HTML Entity Conversion similar to XML2; allowing Read as character and write as character for any/all characters

Currently, in order for HTML and Embedded HTML parsers to normalize entities as the character itself (i.e. ® converted to ® instead of an inline tag) you must enable entity conversion. However, this means that when the file is written out it will write all ® as ® regardless of what the source was. Recently with XML 2, it is possible to define Read as character and write as character for each value (this is currently only possible for <, >, ", ', and & via te Advanced HTML Entity Settings). In most cases I want to write out the actual character and not the entity considering we are using Unicode, but because we have a lot of legacy content that uses HTML entities heavily, I need to normalize for TM reuse, ease of translation, and consistency across the TMs.

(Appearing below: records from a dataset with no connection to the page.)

//! Periodic signal snapshotting.
//!
//! The analyzer owns no simulation state and performs no protocol logic —
//! it only reads [`SignalRegistry`] on a fixed cadence and appends what it
//! sees to a time series. Every other component is the one doing the actual
//! publishing, via `signals.incr`/`signals.observe` calls made inline with
//! their own event handling.

use uet_common::signals::{SignalRegistry, SignalSnapshot};
use uet_common::time::Tick;

use crate::scheduler::{Actor, Scheduler, TimerKind};

pub struct Analyzer {
    actor: Actor,
    interval_secs: f64,
    history: Vec<SignalSnapshot>,
}

impl Analyzer {
    pub fn new(actor: Actor, interval_secs: f64) -> Self {
        Analyzer { actor, interval_secs, history: Vec::new() }
    }

    pub fn start(&mut self, sched: &mut Scheduler) {
        let period = uet_common::time::secs_to_ticks(self.interval_secs);
        sched.arm_timer(period, self.actor, TimerKind::Analyzer);
    }

    /// The measurement-interval timer fires: snapshot, record, rearm.
    pub fn on_tick(&mut self, now: Tick, sched: &mut Scheduler, signals: &SignalRegistry) {
        self.history.push(signals.snapshot(now));
        let period = uet_common::time::secs_to_ticks(self.interval_secs);
        sched.arm_timer(now + period, self.actor, TimerKind::Analyzer);
    }

    pub fn history(&self) -> &[SignalSnapshot] {
        &self.history
    }

    pub fn latest(&self) -> Option<&SignalSnapshot> {
        self.history.last()
    }
}

#[cfg(test)]
mod tests {
    use super::*;

    #[test]
    fn tick_appends_a_snapshot_and_rearms() {
        let mut sched = Scheduler::new(1);
        let mut signals = SignalRegistry::new(false);
        signals.incr("workload.messagesSent", 5);
        let mut analyzer = Analyzer::new(Actor::Analyzer, 0.1);

        analyzer.on_tick(0, &mut sched, &signals);
        assert_eq!(analyzer.history().len(), 1);
        assert_eq!(analyzer.latest().unwrap().counters.get("workload.messagesSent"), Some(&5));

        let (actor, payload) = sched.pop().unwrap();
        assert_eq!(actor, Actor::Analyzer);
        match payload {
            crate::scheduler::EventPayload::Timer { kind, .. } => assert_eq!(kind, TimerKind::Analyzer),
            _ => panic!("expected rearmed analyzer timer"),
        }
    }

    #[test]
    fn history_accumulates_across_multiple_ticks() {
        let mut sched = Scheduler::new(1);
        let mut signals = SignalRegistry::new(false);
        let mut analyzer = Analyzer::new(Actor::Analyzer, 0.1);

        analyzer.on_tick(0, &mut sched, &signals);
        signals.incr("ip.packetsForwarded", 1);
        analyzer.on_tick(uet_common::time::secs_to_ticks(0.1), &mut sched, &signals);

        assert_eq!(analyzer.history().len(), 2);
        assert_eq!(analyzer.history()[0].counters.get("ip.packetsForwarded"), None);
        assert_eq!(analyzer.history()[1].counters.get("ip.packetsForwarded"), Some(&1));
    }
}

Additionally, because we use the embedded HTML parser for many files that while they can render entities in most fields that is not the case for others like SEO, metadata, et cetera. This lack of properly HTML entity handling is causing us numerous headaches.

  

Here is a related thread that I started 4 years ago hoping to get something like this but so far there has been no progress:

https://community.sdl.com/product-groups/translationproductivity/f/studio/8210/entity-handling-in-sdl-trados-studio-you-cannot-read-in-all-entities-as-actual-characters-into-the-translation-interface-and-write-them-out-as-the-actual-characters-as-well

  • Going from legacy HTML content still containing HTML named entities to clean HTML code containing only Unicode characters is a fairly common requirement for many clients. This should be made available without odd work-arounds.

  • Note, that we still have legacy ITD file types that handle this better than the current SDL Trados Studio filters. Unfortunately, we continue to limp along with our old ITD file types in SDL TMS due to a lack of support for the normalization of entities as characters for translation but the abilty to write them out as the actual characters and not the entities.